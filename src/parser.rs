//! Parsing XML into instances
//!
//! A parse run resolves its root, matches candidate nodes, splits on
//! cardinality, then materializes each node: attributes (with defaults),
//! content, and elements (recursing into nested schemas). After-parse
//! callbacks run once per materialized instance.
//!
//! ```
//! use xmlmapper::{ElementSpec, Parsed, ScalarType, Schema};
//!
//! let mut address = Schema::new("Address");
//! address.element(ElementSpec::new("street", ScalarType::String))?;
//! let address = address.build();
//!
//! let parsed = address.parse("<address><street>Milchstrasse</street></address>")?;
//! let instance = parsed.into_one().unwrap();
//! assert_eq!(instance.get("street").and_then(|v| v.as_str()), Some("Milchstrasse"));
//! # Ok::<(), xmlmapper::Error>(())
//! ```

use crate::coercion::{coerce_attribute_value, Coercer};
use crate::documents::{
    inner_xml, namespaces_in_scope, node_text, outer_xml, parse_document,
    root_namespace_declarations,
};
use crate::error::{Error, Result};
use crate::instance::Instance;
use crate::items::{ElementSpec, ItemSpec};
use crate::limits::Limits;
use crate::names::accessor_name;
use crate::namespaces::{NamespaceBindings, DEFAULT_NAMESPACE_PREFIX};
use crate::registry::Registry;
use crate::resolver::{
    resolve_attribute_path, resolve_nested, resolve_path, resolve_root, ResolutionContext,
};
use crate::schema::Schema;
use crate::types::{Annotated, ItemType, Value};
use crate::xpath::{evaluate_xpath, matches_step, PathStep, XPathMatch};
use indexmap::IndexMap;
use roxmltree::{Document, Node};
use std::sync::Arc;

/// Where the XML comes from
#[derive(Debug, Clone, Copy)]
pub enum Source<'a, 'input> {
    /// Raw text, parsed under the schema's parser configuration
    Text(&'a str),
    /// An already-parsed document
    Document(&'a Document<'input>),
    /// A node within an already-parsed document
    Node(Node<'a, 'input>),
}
:::::
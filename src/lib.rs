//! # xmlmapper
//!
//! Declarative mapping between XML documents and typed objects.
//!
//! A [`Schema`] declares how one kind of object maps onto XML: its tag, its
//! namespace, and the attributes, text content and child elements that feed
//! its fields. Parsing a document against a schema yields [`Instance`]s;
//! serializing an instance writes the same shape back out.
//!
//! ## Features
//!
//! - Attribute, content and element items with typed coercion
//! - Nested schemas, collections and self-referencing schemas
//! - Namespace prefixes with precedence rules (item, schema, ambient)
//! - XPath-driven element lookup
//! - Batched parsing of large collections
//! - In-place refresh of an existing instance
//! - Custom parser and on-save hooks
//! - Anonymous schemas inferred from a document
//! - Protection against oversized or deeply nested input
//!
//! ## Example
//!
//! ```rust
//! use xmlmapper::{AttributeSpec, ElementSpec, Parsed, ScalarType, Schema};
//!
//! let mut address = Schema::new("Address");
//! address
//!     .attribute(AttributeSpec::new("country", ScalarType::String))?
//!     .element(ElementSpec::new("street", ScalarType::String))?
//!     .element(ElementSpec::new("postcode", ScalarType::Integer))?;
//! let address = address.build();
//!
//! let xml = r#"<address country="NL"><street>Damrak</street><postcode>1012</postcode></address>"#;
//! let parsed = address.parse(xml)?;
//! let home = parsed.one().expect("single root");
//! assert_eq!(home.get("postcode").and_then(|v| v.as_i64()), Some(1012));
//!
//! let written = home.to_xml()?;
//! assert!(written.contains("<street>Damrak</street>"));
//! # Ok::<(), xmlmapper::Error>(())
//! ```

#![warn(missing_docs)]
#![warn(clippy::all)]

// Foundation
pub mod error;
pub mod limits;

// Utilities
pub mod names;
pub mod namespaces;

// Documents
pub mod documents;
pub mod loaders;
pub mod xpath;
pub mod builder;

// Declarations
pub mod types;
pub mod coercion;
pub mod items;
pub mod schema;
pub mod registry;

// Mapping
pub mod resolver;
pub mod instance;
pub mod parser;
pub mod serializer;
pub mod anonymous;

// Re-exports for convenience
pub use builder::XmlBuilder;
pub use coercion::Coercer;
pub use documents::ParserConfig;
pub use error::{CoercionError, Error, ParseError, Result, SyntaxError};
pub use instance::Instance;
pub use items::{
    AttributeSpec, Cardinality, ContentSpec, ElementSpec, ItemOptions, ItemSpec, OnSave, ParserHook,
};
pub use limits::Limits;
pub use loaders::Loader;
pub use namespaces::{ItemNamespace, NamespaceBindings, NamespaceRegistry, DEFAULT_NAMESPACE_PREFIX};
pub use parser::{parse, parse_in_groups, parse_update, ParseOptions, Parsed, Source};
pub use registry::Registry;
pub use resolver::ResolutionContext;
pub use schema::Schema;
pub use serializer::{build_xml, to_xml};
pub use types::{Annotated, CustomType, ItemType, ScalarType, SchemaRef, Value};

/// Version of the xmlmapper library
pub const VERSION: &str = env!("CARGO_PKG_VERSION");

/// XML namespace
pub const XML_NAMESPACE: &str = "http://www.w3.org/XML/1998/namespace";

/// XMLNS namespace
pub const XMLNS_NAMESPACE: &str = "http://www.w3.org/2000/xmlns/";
:::::
→ Task: Taking every line of the records in turn, count the ones holding "ScalarType", and state nothing but the number.

→ Response to the exercise: 7